How many runs can be scored off a single delivery?

Generally speaking, the maximum number of runs that can be scored off a single delivery is six, achieved by hitting the ball over the boundary on the full. However, legend has it that in a match between Western Australia and Victoria in 1894 the ball became lodged in a tree, in sight, but out of reach, and the batsmen completed 286 runs while it was being recovered. More plausible, perhaps, is the 17 runs scored off a single ball by Garry Chapman for Banyule against Macleod in a Grade cricket match at Windsor Park, Victoria, in 1989, when the ball was lost in long grass in the outfield.

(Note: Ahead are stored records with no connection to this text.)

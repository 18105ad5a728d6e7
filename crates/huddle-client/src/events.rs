//! Engine events
//!
//! Everything observable about a session is published on an [`EventBus`].
//! Subscribers that fall behind lose the oldest events.

use huddle_protocol::{Attributes, PublishedStream};
use serde_json::Value;
use tokio::sync::broadcast;

use crate::media::RemoteTrack;
use crate::state::{SessionState, StreamRef};

const EVENT_BUS_CAPACITY: usize = 256;

#[derive(Debug, Clone)]
pub enum EngineEvent {
    StateChanged(SessionState),

    PeerConnected { peer_id: String },
    PeerUpdated { peer_id: String },
    /// The peer stays in the roster
    PeerRemoved { peer_id: String },

    /// A remote peer announced a stream we may subscribe to
    StreamAvailable { peer_id: String, stream: PublishedStream },
    StreamUnavailable { peer_id: String, stream_id: String },

    StreamPublished(StreamRef),
    StreamUnpublished(StreamRef),
    StreamSubscribed(StreamRef),
    StreamUnsubscribed(StreamRef),
    /// Remote media arrived for a subscribed stream
    MediaBound { stream_id: String, track: RemoteTrack },

    AudioMuted { stream_id: String, muted: bool },
    VideoMuted { stream_id: String, muted: bool },
    AttributesChanged { stream_id: String, attributes: Attributes },
    AudioLevel { stream_id: String, level: f32 },

    /// Track replacement failed; the previous track is back in place
    RenegotiationFailed { stream_id: String, error: String },

    Message(Value),

    /// Signaling link dropped; reconnecting in the background
    Reconnecting,
    /// Signaling link back and room rejoined
    Reconnected,
}

#[derive(Debug, Clone)]
pub struct EventBus {
    tx: broadcast::Sender<EngineEvent>,
}

impl EventBus {
    pub fn new() -> Self {
        Self::with_capacity(EVENT_BUS_CAPACITY)
    }

    pub fn with_capacity(capacity: usize) -> Self {
        let (tx, _rx) = broadcast::channel(capacity);
        Self { tx }
    }

    pub fn publish(&self, event: EngineEvent) {
        if self.tx.send(event).is_err() {
            tracing::trace!("No event subscribers");
        }
    }

    pub fn subscribe(&self) -> broadcast::Receiver<EngineEvent> {
        self.tx.subscribe()
    }

    pub fn subscriber_count(&self) -> usize {
        self.tx.receiver_count()
    }
}

impl Default for EventBus {
    fn default() -> Self {
        Self::new()
    }
}

#[cfg(test)]
mod tests {
    use super::*;

    #[tokio::test]
    async fn test_publish_reaches_every_subscriber() {
        let bus = EventBus::new();
        let mut a = bus.subscribe();
        let mut b = bus.subscribe();
        assert_eq!(bus.subscriber_count(), 2);

        bus.publish(EngineEvent::Reconnecting);

        assert!(matches!(a.recv().await.unwrap(), EngineEvent::Reconnecting));
        assert!(matches!(b.recv().await.unwrap(), EngineEvent::Reconnecting));
    }

    #[test]
    fn test_publish_without_subscribers() {
        let bus = EventBus::with_capacity(4);
        bus.publish(EngineEvent::Message(Value::Null));
        assert_eq!(bus.subscriber_count(), 0);
    }

    #[tokio::test]
    async fn test_slow_subscriber_lags() {
        let bus = EventBus::with_capacity(2);
        let mut rx = bus.subscribe();
        for _ in 0..3 {
            bus.publish(EngineEvent::Reconnected);
        }
        assert!(matches!(
            rx.recv().await,
            Err(broadcast::error::RecvError::Lagged(1))
        ));
    }
}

Chapman is recognised by Guinness World Records, but in first-class cricket, even Test cricket, instances of eight, nine or ten runs off a single legal delivery are not unknown. In the Test match between Australia and New Zealand in Brisbane in 2008, for example, Australian all-rounder Andrew Symonds scored four off the bat, all run, plus four overthrows for a total of eight runs. In 1842, in a first-class match between Marylebone Cricket Club (MCC) and Cambridge University, the Hon. Frederick George Brabazon ‘Fred’ Ponsonby scored nine, all run, off a single delivery on the vast expanse of Parker’s Piece, Cambridge. Ten runs off a single delivery has happened a couple of times in first-class cricket and was recorded most recently by Samuel Hill-Wood for Derbyshire against MCC at Lord’s in 1900.

In 2003, Yorkshire fast bowler Ryan Sidebottom did, effectively, concede 11 runs off a single legal delivery in a first-class match against Glamorgan, but bowled five consecutive wides before being hit for six and retiring hurt.